* WORK REQUIRED
What appears from the line containing "runtime generation errors." to the end of the listing below should be copied exactly, with no other lines.

* DATA SHOWN
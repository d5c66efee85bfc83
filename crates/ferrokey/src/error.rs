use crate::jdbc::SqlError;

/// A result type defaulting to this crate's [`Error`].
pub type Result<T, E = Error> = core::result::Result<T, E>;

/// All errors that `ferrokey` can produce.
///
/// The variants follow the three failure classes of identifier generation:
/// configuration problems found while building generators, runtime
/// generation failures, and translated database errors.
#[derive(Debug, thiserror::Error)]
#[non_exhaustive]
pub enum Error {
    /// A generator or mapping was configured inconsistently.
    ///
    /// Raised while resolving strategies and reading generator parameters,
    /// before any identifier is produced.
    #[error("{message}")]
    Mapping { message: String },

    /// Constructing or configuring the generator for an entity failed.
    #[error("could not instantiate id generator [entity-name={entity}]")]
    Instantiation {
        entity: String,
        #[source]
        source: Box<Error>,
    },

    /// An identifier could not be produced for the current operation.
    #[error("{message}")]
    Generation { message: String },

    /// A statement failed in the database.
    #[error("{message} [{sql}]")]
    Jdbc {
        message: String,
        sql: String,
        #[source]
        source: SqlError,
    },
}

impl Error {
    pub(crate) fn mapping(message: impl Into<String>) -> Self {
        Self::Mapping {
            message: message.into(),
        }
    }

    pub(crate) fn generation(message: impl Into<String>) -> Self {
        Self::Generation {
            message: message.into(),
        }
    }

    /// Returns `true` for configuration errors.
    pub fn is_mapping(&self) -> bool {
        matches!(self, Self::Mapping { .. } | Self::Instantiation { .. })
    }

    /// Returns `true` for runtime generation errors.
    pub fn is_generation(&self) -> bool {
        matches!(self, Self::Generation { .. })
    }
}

* ANSWER
    /// Returns `true` for runtime generation errors.
    pub fn is_generation(&self) -> bool {
        matches!(self, Self::Generation { .. })
    }
}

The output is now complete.